- **What to work on**: Repeat the lines from the line with "pub type Size = usize;" to the line with "impl fmt::Display for BlockId" in the listing below, keeping both end lines and adding nothing.

- **Record excerpts**:
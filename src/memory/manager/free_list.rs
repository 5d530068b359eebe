/*!
 * Free-Block Index
 * Per-family priority index of free blocks, largest first
 */

use crate::core::types::{BlockId, Size};
use std::cmp::Reverse;
use std::collections::BTreeMap;

/// Position of a free block in the index
///
/// Ordered by payload size descending, then by insertion sequence, so equal
/// sizes are served first-in first-out and no block starves.
#[derive(Debug, Clone, Copy, PartialEq, Eq, PartialOrd, Ord, Hash)]
pub(crate) struct IndexKey {
    size: Reverse<Size>,
    seq: u64,
}

impl IndexKey {
    #[inline]
    pub fn size(&self) -> Size {
        self.size.0
    }
}

/// Free blocks of one family ordered by payload size
///
/// - Largest lookup: O(log n)
/// - Insert / arbitrary removal: O(log n) through the key each block keeps
#[derive(Debug, Default)]
pub(crate) struct FreeBlockIndex {
    entries: BTreeMap<IndexKey, BlockId>,
    next_seq: u64,
}

impl FreeBlockIndex {
    pub fn new() -> Self {
        Self::default()
    }

    /// Insert a free block; the returned key is needed to remove it again
    pub fn insert(&mut self, block: BlockId, size: Size) -> IndexKey {
        let key = IndexKey {
            size: Reverse(size),
            seq: self.next_seq,
        };
        self.next_seq += 1;
        self.entries.insert(key, block);
        key
    }

    pub fn remove(&mut self, key: IndexKey) -> Option<BlockId> {
        self.entries.remove(&key)
    }

    /// Largest free block and its payload size
    pub fn largest(&self) -> Option<(BlockId, Size)> {
        self.entries
            .first_key_value()
            .map(|(key, block)| (*block, key.size()))
    }

    pub fn contains(&self, key: IndexKey, block: BlockId) -> bool {
        self.entries.get(&key) == Some(&block)
    }

    pub fn len(&self) -> usize {
        self.entries.len()
    }

    /// Free blocks in priority order (largest first)
    pub fn iter(&self) -> impl Iterator<Item = (BlockId, Size)> + '_ {
        self.entries.iter().map(|(key, block)| (*block, key.size()))
    }

    pub fn total_bytes(&self) -> Size {
        self.entries.keys().map(|key| key.size()).sum()
    }
}
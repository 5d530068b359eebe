/*!
 * Core Types
 * Common types used across the memory manager
 */

use serde::{Deserialize, Serialize};
use std::fmt;

/// Address type for memory operations
pub type Address = usize;

/// Size type for memory operations
pub type Size = usize;

// ============================================================================
// Type-Safe Handle Wrappers
// ============================================================================

/// Generational slot in an arena
///
/// The generation changes every time a slot is reused, so a stale handle
/// never resolves to the record that later took its place.
#[derive(
    Debug, Clone, Copy, Default, PartialEq, Eq, PartialOrd, Ord, Hash, Serialize, Deserialize,
)]
pub struct Slot {
    pub index: u32,
    pub generation: u32,
}

impl fmt::Display for Slot {
    fn fmt(&self, f: &mut fmt::Formatter<'_>) -> fmt::Result {
        write!(f, "{}v{}", self.index, self.generation)
    }
}

/// Registered page family (group position, slot within the group)
#[derive(Debug, Clone, Copy, PartialEq, Eq, PartialOrd, Ord, Hash, Serialize, Deserialize)]
pub struct FamilyId {
    pub group: u32,
    pub slot: u32,
}

/// Data page owned by one family
#[derive(
    Debug, Clone, Copy, Default, PartialEq, Eq, PartialOrd, Ord, Hash, Serialize, Deserialize,
)]
#[serde(transparent)]
pub struct PageId(pub Slot);

/// Block record inside a data page
#[derive(
    Debug, Clone, Copy, Default, PartialEq, Eq, PartialOrd, Ord, Hash, Serialize, Deserialize,
)]
#[serde(transparent)]
pub struct BlockId(pub Slot);

impl From<Slot> for PageId {
    #[inline]
    fn from(slot: Slot) -> Self {
        PageId(slot)
    }
}

impl From<PageId> for Slot {
    #[inline]
    fn from(id: PageId) -> Self {
        id.0
    }
}

impl From<Slot> for BlockId {
    #[inline]
    fn from(slot: Slot) -> Self {
        BlockId(slot)
    }
}

impl From<BlockId> for Slot {
    #[inline]
    fn from(id: BlockId) -> Self {
        id.0
    }
}

impl fmt::Display for FamilyId {
    fn fmt(&self, f: &mut fmt::Formatter<'_>) -> fmt::Result {
        write!(f, "family#{}.{}", self.group, self.slot)
    }
}

impl fmt::Display for PageId {
    fn fmt(&self, f: &mut fmt::Formatter<'_>) -> fmt::Result {
        write!(f, "page#{}", self.0)
    }
}

impl fmt::Display for BlockId {
    fn fmt(&self, f: &mut fmt::Formatter<'_>) -> fmt::Result {
        write!(f, "block#{}", self.0)
    }
}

- **Solution to this problem**:
pub type Size = usize;

// ============================================================================
// Type-Safe Handle Wrappers
// ============================================================================

/// Generational slot in an arena
///
/// The generation changes every time a slot is reused, so a stale handle
/// never resolves to the record that later took its place.
#[derive(
    Debug, Clone, Copy, Default, PartialEq, Eq, PartialOrd, Ord, Hash, Serialize, Deserialize,
)]
pub struct Slot {
    pub index: u32,
    pub generation: u32,
}

impl fmt::Display for Slot {
    fn fmt(&self, f: &mut fmt::Formatter<'_>) -> fmt::Result {
        write!(f, "{}v{}", self.index, self.generation)
    }
}

/// Registered page family (group position, slot within the group)
#[derive(Debug, Clone, Copy, PartialEq, Eq, PartialOrd, Ord, Hash, Serialize, Deserialize)]
pub struct FamilyId {
    pub group: u32,
    pub slot: u32,
}

/// Data page owned by one family
#[derive(
    Debug, Clone, Copy, Default, PartialEq, Eq, PartialOrd, Ord, Hash, Serialize, Deserialize,
)]
#[serde(transparent)]
pub struct PageId(pub Slot);

/// Block record inside a data page
#[derive(
    Debug, Clone, Copy, Default, PartialEq, Eq, PartialOrd, Ord, Hash, Serialize, Deserialize,
)]
#[serde(transparent)]
pub struct BlockId(pub Slot);

impl From<Slot> for PageId {
    #[inline]
    fn from(slot: Slot) -> Self {
        PageId(slot)
    }
}

impl From<PageId> for Slot {
    #[inline]
    fn from(id: PageId) -> Self {
        id.0
    }
}

impl From<Slot> for BlockId {
    #[inline]
    fn from(slot: Slot) -> Self {
        BlockId(slot)
    }
}

impl From<BlockId> for Slot {
    #[inline]
    fn from(id: BlockId) -> Self {
        id.0
    }
}

impl fmt::Display for FamilyId {
    fn fmt(&self, f: &mut fmt::Formatter<'_>) -> fmt::Result {
        write!(f, "family#{}.{}", self.group, self.slot)
    }
}

impl fmt::Display for PageId {
    fn fmt(&self, f: &mut fmt::Formatter<'_>) -> fmt::Result {
        write!(f, "page#{}", self.0)
    }
}

impl fmt::Display for BlockId {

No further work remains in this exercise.